Under Federal Law, known as the Medicare Secondary Payer Act, all parties to workers’ compensation settlements in Pennsylvania must “consider the interests of Medicare” with regard to the settlement. This is regardless of whether the injured worker is entitled to Medicare or not. CMS does not want the burden of future medical treatment for the injured worker to simply be shifted from the workers’ compensation insurance carrier to Medicare.
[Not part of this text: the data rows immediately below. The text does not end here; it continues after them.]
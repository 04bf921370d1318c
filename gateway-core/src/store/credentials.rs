//! Persisted user credential records
//!
//! `<state>/credentials/gateway-users.json` holds `{version: 1, users: […]}`
//! either as plaintext JSON or wrapped in the AES-GCM envelope from
//! [`crate::crypto::envelope`]. Lookups are case-insensitive while storage
//! preserves the username as entered. Every mutation is a read-modify-write
//! of the whole file under a per-store lock and touches `updatedAt`.

use std::fs;
use std::path::{Path, PathBuf};
use std::sync::atomic::{AtomicBool, Ordering};

use serde::{Deserialize, Serialize};
use tokio::sync::Mutex;

use crate::crypto::envelope::{self, EncryptedEnvelope};
use crate::error::GatewayError;
use crate::store::write_file_0600;
use crate::{now_ms, Role};

/// Credentials file format version.
const FILE_VERSION: u32 = 1;

/// One gateway user as persisted.
#[derive(Debug, Clone, Serialize, Deserialize)]
#[serde(rename_all = "camelCase")]
pub struct UserRecord {
    pub username: String,
    /// PHC scrypt string; never plaintext
    pub password_hash: String,
    pub role: Role,
    #[serde(default, skip_serializing_if = "Option::is_none")]
    pub recovery_code_hash: Option<String>,
    #[serde(default, skip_serializing_if = "Option::is_none")]
    pub totp_enabled: Option<bool>,
    /// base32 secret, present whenever totpEnabled is set
    #[serde(default, skip_serializing_if = "Option::is_none")]
    pub totp_secret: Option<String>,
    #[serde(default, skip_serializing_if = "Option::is_none")]
    pub backup_code_hashes: Option<Vec<String>>,
    #[serde(default, skip_serializing_if = "Option::is_none")]
    pub last_used_totp_code: Option<String>,
    pub created_at: u64,
    pub updated_at: u64,
}

impl UserRecord {
    pub fn totp_enabled(&self) -> bool {
        self.totp_enabled.unwrap_or(false)
    }
}

#[derive(Debug, Clone, Serialize, Deserialize)]
struct CredentialsFile {
    version: u32,
    users: Vec<UserRecord>,
}

impl Default for CredentialsFile {
    fn default() -> Self {
        CredentialsFile {
            version: FILE_VERSION,
            users: Vec::new(),
        }
    }
}

/// Store over the persisted user database.
pub struct CredentialsStore {
    path: PathBuf,
    /// Operator password for the on-disk encryption wrapper, when in use
    file_password: Option<String>,
    /// Whether the file is currently envelope-wrapped (tracked per load)
    encrypted_mode: AtomicBool,
    lock: Mutex<()>,
}

impl CredentialsStore {
    /// Path of the credentials file under a state directory.
    pub fn file_path(state_dir: &Path) -> PathBuf {
        state_dir.join("credentials").join("gateway-users.json")
    }

    /// Open the store. `file_password` must be provided when the file on
    /// disk is envelope-encrypted; it is also used for re-encryption on
    /// save.
    pub fn open(state_dir: &Path, file_password: Option<String>) -> Result<Self, GatewayError> {
        let store = CredentialsStore {
            path: Self::file_path(state_dir),
            file_password,
            encrypted_mode: AtomicBool::new(false),
            lock: Mutex::new(()),
        };
        // Fail fast on an unreadable database rather than at first login
        store.load_doc()?;
        Ok(store)
    }

    fn load_doc(&self) -> Result<CredentialsFile, GatewayError> {
        let raw = match fs::read_to_string(&self.path) {
            Ok(raw) => raw,
            Err(err) if err.kind() == std::io::ErrorKind::NotFound => {
                self.encrypted_mode.store(false, Ordering::Relaxed);
                return Ok(CredentialsFile::default());
            }
            Err(err) => return Err(err.into()),
        };

        let value: serde_json::Value = serde_json::from_str(&raw)
            .map_err(|e| GatewayError::Corrupt(format!("credentials file unparseable: {e}")))?;

        let doc: CredentialsFile = if envelope::is_encrypted_envelope(&value) {
            self.encrypted_mode.store(true, Ordering::Relaxed);
            let password = self.file_password.as_deref().ok_or_else(|| {
                GatewayError::Fatal(
                    "credentials file is encrypted; a credentials password is required".to_string(),
                )
            })?;
            let wrapped: EncryptedEnvelope = serde_json::from_value(value)
                .map_err(|e| GatewayError::Corrupt(format!("envelope unparseable: {e}")))?;
            let plain = envelope::decrypt_credentials(&wrapped, password)?;
            serde_json::from_slice(&plain)
                .map_err(|e| GatewayError::Corrupt(format!("decrypted credentials unparseable: {e}")))?
        } else {
            self.encrypted_mode.store(false, Ordering::Relaxed);
            serde_json::from_value(value)
                .map_err(|e| GatewayError::Corrupt(format!("credentials file unparseable: {e}")))?
        };

        if doc.version != FILE_VERSION {
            return Err(GatewayError::Corrupt(format!(
                "unsupported credentials file version {}",
                doc.version
            )));
        }
        Ok(doc)
    }

    fn save_doc(&self, doc: &CredentialsFile) -> Result<(), GatewayError> {
        let plain = serde_json::to_vec_pretty(doc)
            .map_err(|e| GatewayError::Fatal(format!("credentials serialization failed: {e}")))?;

        let bytes = if self.encrypted_mode.load(Ordering::Relaxed) {
            let password = self.file_password.as_deref().ok_or_else(|| {
                GatewayError::Fatal("credentials password required for encrypted mode".to_string())
            })?;
            let wrapped = envelope::encrypt_credentials(&plain, password)?;
            serde_json::to_vec_pretty(&wrapped)
                .map_err(|e| GatewayError::Fatal(format!("envelope serialization failed: {e}")))?
        } else {
            plain
        };

        write_file_0600(&self.path, &bytes)?;
        Ok(())
    }

    fn find<'a>(doc: &'a CredentialsFile, username: &str) -> Option<&'a UserRecord> {
        let needle = username.to_lowercase();
        doc.users.iter().find(|u| u.username.to_lowercase() == needle)
    }

    fn find_mut<'a>(doc: &'a mut CredentialsFile, username: &str) -> Option<&'a mut UserRecord> {
        let needle = username.to_lowercase();
        doc.users
            .iter_mut()
            .find(|u| u.username.to_lowercase() == needle)
    }

    /// Read-modify-write a single user under the store lock.
    async fn mutate_user<F>(&self, username: &str, mutate: F) -> Result<UserRecord, GatewayError>
    where
        F: FnOnce(&mut UserRecord),
    {
        let _guard = self.lock.lock().await;
        let mut doc = self.load_doc()?;
        let user = Self::find_mut(&mut doc, username)
            .ok_or_else(|| GatewayError::NotFound(format!("unknown user {username}")))?;
        mutate(user);
        user.updated_at = now_ms();
        let updated = user.clone();
        self.save_doc(&doc)?;
        Ok(updated)
    }

    pub async fn list(&self) -> Result<Vec<UserRecord>, GatewayError> {
        let _guard = self.lock.lock().await;
        Ok(self.load_doc()?.users)
    }

    pub async fn get(&self, username: &str) -> Result<Option<UserRecord>, GatewayError> {
        let _guard = self.lock.lock().await;
        Ok(Self::find(&self.load_doc()?, username).cloned())
    }

    pub async fn has(&self, username: &str) -> Result<bool, GatewayError> {
        Ok(self.get(username).await?.is_some())
    }

    /// Insert a new user. The username must be unique case-insensitively.
    pub async fn create(
        &self,
        username: &str,
        password_hash: String,
        role: Role,
    ) -> Result<UserRecord, GatewayError> {
        validate_username(username)?;

        let _guard = self.lock.lock().await;
        let mut doc = self.load_doc()?;
        if Self::find(&doc, username).is_some() {
            return Err(GatewayError::Conflict(format!("user {username} already exists")));
        }

        let now = now_ms();
        let user = UserRecord {
            username: username.to_string(),
            password_hash,
            role,
            recovery_code_hash: None,
            totp_enabled: None,
            totp_secret: None,
            backup_code_hashes: None,
            last_used_totp_code: None,
            created_at: now,
            updated_at: now,
        };
        doc.users.push(user.clone());
        self.save_doc(&doc)?;
        Ok(user)
    }

    pub async fn update_password(
        &self,
        username: &str,
        password_hash: String,
    ) -> Result<(), GatewayError> {
        self.mutate_user(username, |u| u.password_hash = password_hash)
            .await?;
        Ok(())
    }

    pub async fn update_role(&self, username: &str, role: Role) -> Result<(), GatewayError> {
        self.mutate_user(username, |u| u.role = role).await?;
        Ok(())
    }

    pub async fn update_recovery_code(
        &self,
        username: &str,
        recovery_code_hash: Option<String>,
    ) -> Result<(), GatewayError> {
        self.mutate_user(username, |u| u.recovery_code_hash = recovery_code_hash)
            .await?;
        Ok(())
    }

    /// Rename a user, preserving all other fields. Fails when the target
    /// name is taken by a different user.
    pub async fn update_username(&self, current: &str, new: &str) -> Result<(), GatewayError> {
        validate_username(new)?;

        let _guard = self.lock.lock().await;
        let mut doc = self.load_doc()?;
        if let Some(existing) = Self::find(&doc, new) {
            if existing.username.to_lowercase() != current.to_lowercase() {
                return Err(GatewayError::Conflict(format!("user {new} already exists")));
            }
        }
        let user = Self::find_mut(&mut doc, current)
            .ok_or_else(|| GatewayError::NotFound(format!("unknown user {current}")))?;
        user.username = new.to_string();
        user.updated_at = now_ms();
        self.save_doc(&doc)?;
        Ok(())
    }

    /// Begin TOTP enrolment: store the secret with 2FA still disabled.
    pub async fn set_totp_pending(
        &self,
        username: &str,
        secret: String,
        backup_code_hashes: Vec<String>,
    ) -> Result<(), GatewayError> {
        self.mutate_user(username, |u| {
            u.totp_secret = Some(secret);
            u.totp_enabled = Some(false);
            u.backup_code_hashes = Some(backup_code_hashes);
            u.last_used_totp_code = None;
        })
        .await?;
        Ok(())
    }

    /// Flip 2FA on once the first code has verified.
    pub async fn set_totp_enabled(&self, username: &str) -> Result<(), GatewayError> {
        self.mutate_user(username, |u| u.totp_enabled = Some(true))
            .await?;
        Ok(())
    }

    /// Remove the second factor entirely.
    pub async fn clear_totp(&self, username: &str) -> Result<(), GatewayError> {
        self.mutate_user(username, |u| {
            u.totp_enabled = None;
            u.totp_secret = None;
            u.backup_code_hashes = None;
            u.last_used_totp_code = None;
        })
        .await?;
        Ok(())
    }

    /// Persist the most recently accepted code (anti-replay).
    pub async fn set_last_used_totp_code(
        &self,
        username: &str,
        code: String,
    ) -> Result<(), GatewayError> {
        self.mutate_user(username, |u| u.last_used_totp_code = Some(code))
            .await?;
        Ok(())
    }

    /// Replace the stored backup code hashes (regeneration).
    pub async fn set_backup_code_hashes(
        &self,
        username: &str,
        hashes: Vec<String>,
    ) -> Result<(), GatewayError> {
        self.mutate_user(username, |u| u.backup_code_hashes = Some(hashes))
            .await?;
        Ok(())
    }

    /// Burn a consumed backup code by index.
    pub async fn remove_backup_code_hash(
        &self,
        username: &str,
        index: usize,
    ) -> Result<(), GatewayError> {
        self.mutate_user(username, |u| {
            if let Some(hashes) = u.backup_code_hashes.as_mut() {
                if index < hashes.len() {
                    hashes.remove(index);
                }
            }
        })
        .await?;
        Ok(())
    }

    pub async fn delete(&self, username: &str) -> Result<(), GatewayError> {
        let _guard = self.lock.lock().await;
        let mut doc = self.load_doc()?;
        let needle = username.to_lowercase();
        let before = doc.users.len();
        doc.users.retain(|u| u.username.to_lowercase() != needle);
        if doc.users.len() == before {
            return Err(GatewayError::NotFound(format!("unknown user {username}")));
        }
        self.save_doc(&doc)?;
        Ok(())
    }

    /// Wrap the on-disk file in the encryption envelope.
    pub async fn encrypt_file(&self, password: &str) -> Result<(), GatewayError> {
        let _guard = self.lock.lock().await;
        let doc = self.load_doc()?;
        let plain = serde_json::to_vec_pretty(&doc)
            .map_err(|e| GatewayError::Fatal(format!("credentials serialization failed: {e}")))?;
        let wrapped = envelope::encrypt_credentials(&plain, password)?;
        let bytes = serde_json::to_vec_pretty(&wrapped)
            .map_err(|e| GatewayError::Fatal(format!("envelope serialization failed: {e}")))?;
        write_file_0600(&self.path, &bytes)?;
        self.encrypted_mode.store(true, Ordering::Relaxed);
        Ok(())
    }

    /// Unwrap the on-disk file back to plaintext JSON.
    pub async fn decrypt_file(&self) -> Result<(), GatewayError> {
        let _guard = self.lock.lock().await;
        let doc = self.load_doc()?;
        let bytes = serde_json::to_vec_pretty(&doc)
            .map_err(|e| GatewayError::Fatal(format!("credentials serialization failed: {e}")))?;
        write_file_0600(&self.path, &bytes)?;
        self.encrypted_mode.store(false, Ordering::Relaxed);
        Ok(())
    }

    /// Whether the file on disk is currently envelope-wrapped.
    pub fn is_encrypted(&self) -> bool {
        self.encrypted_mode.load(Ordering::Relaxed)
    }
}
CMS has certain guidelines for when their approval is needed. When a workers’ compensation settlement is more than $25,000.00 and the injured worker is entitled to Medicare, CMS must actually approve the terms of the settlement. Additionally, if the workers’ compensation settlement is over $250,000.00 (it is extremely rare for a workers’ comp settlement in PA to be more than $250,000.00) and the injured worker has a “reasonable expectation” that he or she will be entitled to Medicare within 30 months of the date of the workers’ compensation settlement, again, CMS must approve the settlement. In particular, CMS will want to approve the amount of the settlement which is allocated to future medical treatment.
Even if the injured worker does not meet either of the two thresholds above requiring CMS approval for the workers’ compensation settlement, the parties still must consider the interests of Medicare in the settlement. Many times, this still requires some amount of the settlement proceeds being allocated to future medical treatment.
When there is a portion of the workers’ compensation settlement being allocated to future medical treatment, whether in a case that CMS has granted its approval or not, a Workers’ Compensation Medicare Set-Aside (WCMSA) is created. This is supposed to be set up as a trust, though the injured worker is usually the trustee. The WCMSA money is to be placed in a separate, interest bearing, account. These funds are then to be used only for medical treatment for the work injury, which would otherwise be payable by Medicare. The theory is that once this WCMSA is exhausted, and the injured worker has properly accounted for every dollar spent, then Medicare will begin to pay for treatment related to the work injury.
Settling a workers’ compensation case in Pennsylvania is a very complicated process, even beyond the obvious issues of how much a case is worth, and the terms of a settlement. There are many pitfalls involved in the process, and consulting with an attorney experienced in PA workers’ comp matters is always a good idea.